Trust me... there is no fun in having a dog play fetch with a decoy and actually having him drag the idiot out of the forest to drop him at your damn feet simply because the decoy felt it was in his right to correct a dog without asking. And YES... I have been there and had that happen....


----------



## Brian Anderson

Alice Bezemer said:


> The role of a training decoy/helper is to HELP the dog, not to correct it. It has nothing to do with trusting a decoy, it has to do with a decoy knowing what he should and should not do with your dog. Everything should be disgused in advance, the decoy/helper might have input that helps or ideas that might work. The decoy/helper might even correct your dog for you if he is asked to do so or if this is agreed upon in advance. He does not however have a mind of his own that he uses to do what he likes with YOUR dog. There are plenty of dogs out there that do not accept helper/decoy corrections. One group will simply take a runner and sit their nervy ass in the car and will give the owner one hell of a time getting him near the decoy/helper again and chances are the dog might always stay a runner.

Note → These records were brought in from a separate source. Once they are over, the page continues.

// SPDX-FileCopyrightText: 2026 Bruno Meilick
// SPDX-License-Identifier: LicenseRef-Zonemap-FreeUse-NoCopy-NoDerivatives
//
// All rights reserved.
//
// This file is part of Zonemap and is proprietary software.
// Unauthorized copying, modification, or distribution is prohibited.

use std::fmt;

use serde::{Deserialize, Serialize};
use thiserror::Error;

use super::ids::{IdError, ProjectId};
use super::model_record::ModelRecord;

/// Discriminator of a [`Message`].
///
/// Unknown discriminators decode into [`MessageType::Other`] so a client sending a newer type
/// does not break the envelope decode.
#[derive(Debug, Clone, Default, PartialEq, Eq, Serialize, Deserialize)]
#[serde(from = "String", into = "String")]
pub enum MessageType {
    UpdateModel,
    ProcessModel,
    GetModel,
    UpdateUi,
    Graphviz,
    #[default]
    Empty,
    Other(String),
}

impl MessageType {
    pub fn as_str(&self) -> &str {
        match self {
            Self::UpdateModel => "update_model",
            Self::ProcessModel => "process_model",
            Self::GetModel => "get_model",
            Self::UpdateUi => "update_ui",
            Self::Graphviz => "graphviz",
            Self::Empty => "",
            Self::Other(raw) => raw,
        }
    }
}

impl From<String> for MessageType {
    fn from(raw: String) -> Self {
        match raw.as_str() {
            "update_model" => Self::UpdateModel,
            "process_model" => Self::ProcessModel,
            "get_model" => Self::GetModel,
            "update_ui" => Self::UpdateUi,
            "graphviz" => Self::Graphviz,
            "" => Self::Empty,
            _ => Self::Other(raw),
        }
    }
}

impl From<MessageType> for String {
    fn from(kind: MessageType) -> Self {
        match kind {
            MessageType::Other(raw) => raw,
            other => other.as_str().to_owned(),
        }
    }
}

impl fmt::Display for MessageType {
    fn fmt(&self, f: &mut fmt::Formatter<'_>) -> fmt::Result {
        f.write_str(self.as_str())
    }
}

/// The envelope exchanged on the live channel and on the non-live model update path.
///
/// Requests and responses share this shape; an error response carries `has_error = true` and a
/// message in `error`.
#[derive(Debug, Clone, Default, PartialEq, Eq, Serialize, Deserialize)]
pub struct Message {
    #[serde(rename = "type", default)]
    pub kind: MessageType,
    #[serde(rename = "projectID", default)]
    pub project_id: String,
    #[serde(default)]
    pub workspace: String,
    #[serde(rename = "threatModel", default)]
    pub threat_model: String,
    #[serde(rename = "visualModel", default)]
    pub visual_model: String,
    #[serde(rename = "hasError", default)]
    pub has_error: bool,
    #[serde(default)]
    pub error: String,
}

#[derive(Debug, Error)]
pub enum DecodeError {
    #[error("malformed envelope: {0}")]
    Json(#[from] serde_json::Error),
    #[error("invalid project id {value:?}: {source}")]
    ProjectId {
        value: String,
        #[source]
        source: IdError,
    },
}

impl Message {
    pub fn new(kind: MessageType, project_id: impl Into<String>) -> Self {
        Self {
            kind,
            project_id: project_id.into(),
            ..Self::default()
        }
    }

    pub fn decode(raw: &[u8]) -> Result<Self, DecodeError> {
        Ok(serde_json::from_slice(raw)?)
    }

    pub fn project_id(&self) -> Result<ProjectId, DecodeError> {
        ProjectId::new(self.project_id.clone()).map_err(|source| DecodeError::ProjectId {
            value: self.project_id.clone(),
            source,
        })
    }

    /// Builds a model-carrying envelope for `project_id` from a stored record.
    pub fn from_model(kind: MessageType, project_id: &ProjectId, record: ModelRecord) -> Self {
        Self {
            kind,
            project_id: project_id.as_str().to_owned(),
            threat_model: record.threat_model,
            visual_model: record.visual_model,
            ..Self::default()
        }
    }

    /// An error reply of type `kind` addressed to the same project/workspace as `request`.
    pub fn error_reply(kind: MessageType, request: &Message, error: impl fmt::Display) -> Self {
        Self {
            kind,
            project_id: request.project_id.clone(),
            workspace: request.workspace.clone(),
            has_error: true,
            error: error.to_string(),
            ..Self::default()
        }
    }

    pub fn with_error(mut self, error: impl fmt::Display) -> Self {
        self.has_error = true;
        self.error = error.to_string();
        self
    }
}
// SPDX-FileCopyrightText: 2026 Bruno Meilick
// SPDX-License-Identifier: LicenseRef-Zonemap-FreeUse-NoCopy-NoDerivatives
//
// All rights reserved.
//
// This file is part of Zonemap and is proprietary software.
// Unauthorized copying, modification, or distribution is prohibited.

//! Core records and the wire envelope.
//!
//! Projects own one model record each; workspaces are a derived grouping of projects.

pub mod ids;
pub mod message;
pub mod model_record;
pub mod project;
pub mod workspace;

pub use ids::{IdError, ProjectId, MAX_PROJECT_ID_LEN};
pub use message::{DecodeError, Message, MessageType};
pub use model_record::{strip_visual_wrapper, ModelRecord};
pub use project::{Project, ProjectDescription};
pub use workspace::{WorkspaceDetail, WorkspaceIndex};
//! Integration tests for configuration files driving the commands.

use std::io::Write;

use billing_core::types::Date;
use billing_schedule::interval::IntervalUnit;
use service_cli::commands::{self, IntervalArgs};
use service_cli::config::{build_config_with_env, CliArgs, LogLevel, ENV_SCHEDULE_COUNT};

fn write_config(contents: &str) -> tempfile::NamedTempFile {
    let mut file = tempfile::NamedTempFile::new().unwrap();
    file.write_all(contents.as_bytes()).unwrap();
    file
}

/// Test that a config file supplies the default subscription for schedule.
#[test]
fn test_schedule_from_config_file() {
    let file = write_config(
        r#"
        log_level = "warn"
        schedule_count = 3

        [subscription]
        length = 3
        unit = "months"
        start = "2019-03-31"
        "#,
    );

    let cli = CliArgs {
        config_file: Some(file.path().to_path_buf()),
        ..Default::default()
    };
    let config = build_config_with_env(&cli, |_| None).unwrap();
    assert_eq!(config.log_level, LogLevel::Warn);
    assert_eq!(config.subscription.unit, Some(IntervalUnit::Months));

    let calculator = IntervalArgs::default()
        .resolve(&config.subscription)
        .unwrap();

    let mut out = Vec::new();
    commands::schedule::run(&mut out, &calculator, None, config.schedule_count).unwrap();
    assert_eq!(
        String::from_utf8(out).unwrap(),
        "1\t2019-03-31\n2\t2019-06-30\n3\t2019-09-30\n"
    );
}

/// Test that environment and command line override the file.
#[test]
fn test_overrides_take_precedence() {
    let file = write_config(
        r#"
        schedule_count = 3

        [subscription]
        length = 7
        unit = "days"
        start = "2019-01-02"
        "#,
    );

    let cli = CliArgs {
        config_file: Some(file.path().to_path_buf()),
        log_level: Some("debug".to_string()),
        verbose: false,
    };
    let config =
        build_config_with_env(&cli, |name| (name == ENV_SCHEDULE_COUNT).then(|| "5".to_string()))
            .unwrap();
    assert_eq!(config.schedule_count, 5);
    assert_eq!(config.log_level, LogLevel::Debug);

    let args = IntervalArgs {
        start: Some("2019-01-09".to_string()),
        ..Default::default()
    };
    let calculator = args.resolve(&config.subscription).unwrap();
    assert_eq!(calculator.start_date(), Date::from_ymd(2019, 1, 9).unwrap());
    assert_eq!(calculator.length(), 7);

    let mut out = Vec::new();
    commands::after::run(&mut out, &calculator, "2019-01-20").unwrap();
    assert_eq!(String::from_utf8(out).unwrap(), "2019-01-23\n");
}

/// Test that an invalid subscription in the file is rejected at load time.
#[test]
fn test_invalid_config_file() {
    let file = write_config(
        r#"
        schedule_count = 0
        "#,
    );

    let cli = CliArgs {
        config_file: Some(file.path().to_path_buf()),
        ..Default::default()
    };
    assert!(build_config_with_env(&cli, |_| None).is_err());
}
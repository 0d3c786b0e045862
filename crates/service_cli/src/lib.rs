//! Billing CLI - Command Line Operations for Subscription Occurrence Dates
//!
//! Library half of the `billing` binary: configuration loading, the error
//! type, and command implementations. Commands write their results to any
//! [`std::io::Write`] so they can be exercised without a terminal.
//!
//! # Architecture
//!
//! As the service layer, this crate is the only place that performs I/O or
//! emits logs; `billing_schedule` and `billing_core` stay pure.

pub mod commands;
pub mod config;
pub mod error;

pub use error::{CliError, Result};

/// Crate version
pub const VERSION: &str = env!("CARGO_PKG_VERSION");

The other group will simply engage the helper/decoy and give the owner a shitload of problems to work with in keeping him clean at arrival near the decoy in any situation.
> 
> Trust me... there is no fun in having a dog play fetch with a decoy and actually having him drag the idiot out of the forest to drop him at your damn feet simply because the decoy felt it was in his right to correct a dog without asking. And YES... I have been there and had that happen....


thank you


----------



## Joby Becker

the comments to me are funny

I am pretty sure that this is not a rogue helper that is just doing shit to someones dog without a game plan or permission.

I have requested for agitators to do this to several of my dogs before, and also have done this type of thing to several dogs before. For the reasons mentioned by Greg and also for the fact that it is als a good way to teach a dog to keep his distance and not get too close during a guarding situation.


----------



## Brian Anderson

Joby Becker said:


> the comments to me are funny
> 
> I am pretty sure that this is not a rogue helper that is just doing shit to someones dog without a game plan or permission.
> 
> I have requested for agitators to do this to several of my dogs before, and also have done this type of thing to several dogs before. For the reasons mentioned by Greg and also for the fact that it is als a good way to teach a dog to keep his distance and not get too close during a guarding situation.

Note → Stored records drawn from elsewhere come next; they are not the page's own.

//! # billing_core: Calendar Foundation for Billing Intervals
//!
//! ## Layer 1 (Foundation) Role
//!
//! billing_core is the bottom layer of the workspace, providing:
//! - Calendar date type: `Date` (`types::time`)
//! - Error types: `DateError` (`types::error`)
//!
//! ## Minimal Dependency Principle
//!
//! Layer 1 has no dependencies on other billing_* crates:
//! - chrono: Date arithmetic
//! - thiserror: Error derivation
//! - serde: Serialisation support (optional)
//!
//! ## Usage Examples
//!
//! ```rust
//! use billing_core::types::Date;
//!
//! let start = Date::from_ymd(2019, 1, 31).unwrap();
//!
//! // Calendar arithmetic
//! let next_month = start.checked_add_months(1).unwrap();
//! assert_eq!(next_month.end_of_month(), Date::from_ymd(2019, 2, 28).unwrap());
//!
//! let in_thirty_days = start.checked_add_days(30).unwrap();
//! assert_eq!(in_thirty_days.to_string(), "2019-03-02");
//! ```
//!
//! ## Feature Flags
//!
//! - `serde` (default): Enable ISO 8601 serialisation for `Date`

#![deny(missing_docs)]
#![deny(rustdoc::broken_intra_doc_links)]
#![deny(rustdoc::private_intra_doc_links)]

pub mod types;
//! Occurrence command implementation
//!
//! Prints the date of a single numbered occurrence.

use std::io::Write;

use billing_schedule::interval::IntervalCalculator;
use tracing::info;

use crate::Result;

/// Run the occurrence command
pub fn run<W: Write>(out: &mut W, calculator: &IntervalCalculator, number: u32) -> Result<()> {
    info!(number, interval = %calculator.interval(), "Looking up occurrence");

    let date = calculator.date_of_occurrence(number)?;
    writeln!(out, "{}", date)?;

    Ok(())
}

#[cfg(test)]
mod tests {
    use super::*;
    use crate::CliError;
    use billing_core::types::Date;
    use billing_schedule::interval::{IntervalUnit, ValidationError};

    fn calculator() -> IntervalCalculator {
        IntervalCalculator::new(1, IntervalUnit::Months, Date::from_ymd(2019, 1, 31).unwrap())
            .unwrap()
    }

    #[test]
    fn test_prints_date() {
        let mut out = Vec::new();
        run(&mut out, &calculator(), 2).unwrap();
        assert_eq!(String::from_utf8(out).unwrap(), "2019-02-28\n");
    }

    #[test]
    fn test_out_of_range() {
        let mut out = Vec::new();
        let result = run(&mut out, &calculator(), 0);
        assert!(matches!(
            result,
            Err(CliError::Validation(
                ValidationError::OccurrenceOutOfRange { occurrence: 0, .. }
            ))
        ));
        assert!(out.is_empty());
    }
}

rogue is a pretty cool word for it LOL ,,, unfortunately them doing things without a plan or permission is the whole ball of wax of the convo lol I have actually had it happen to me ... going into strange areas working with people you dont know ... Joby Im sure you have seen your share of hack "decoys"


----------



## Christopher Smith

Gillian Schuler said:


> You send your dog to the hide in IPO. He's dirty but you are about 20-30 m away.
> 
> We had a terrific helper who used his bare hands to settle the "dirty dog". Result: dog clean in the hide but not intimidated.
> 
> There are good helpers around - one has to trust them.


I agree 100percent!


----------



## Christopher Smith

That helper didn't correct or punk the dog. What he did was change the mood/drive/emotion of the dog. 

When I was a kid I had a friend that was kind of soft. When he would get into conflict or fight he would start to cry at some point. But once the tears came this dude was a hurricane of kickass and I never saw him loose a fight. His nickname was Wet Hulk. Now you might have thought you were punking that kid when he started crying, but when you woke up with the school nurse kneeling over you with smelling salts you started to rethink some choices. 

That helper is putting the dog in the Wet Hulk zone.


----------



## Joby Becker

Brian Anderson said:


> rogue is a pretty cool word for it LOL ,,, unfortunately them doing things without a plan or permission is the whole ball of wax of the convo lol I have actually had it happen to me ... going into strange areas working with people you dont know ... Joby Im sure you have seen your share of hack "decoys"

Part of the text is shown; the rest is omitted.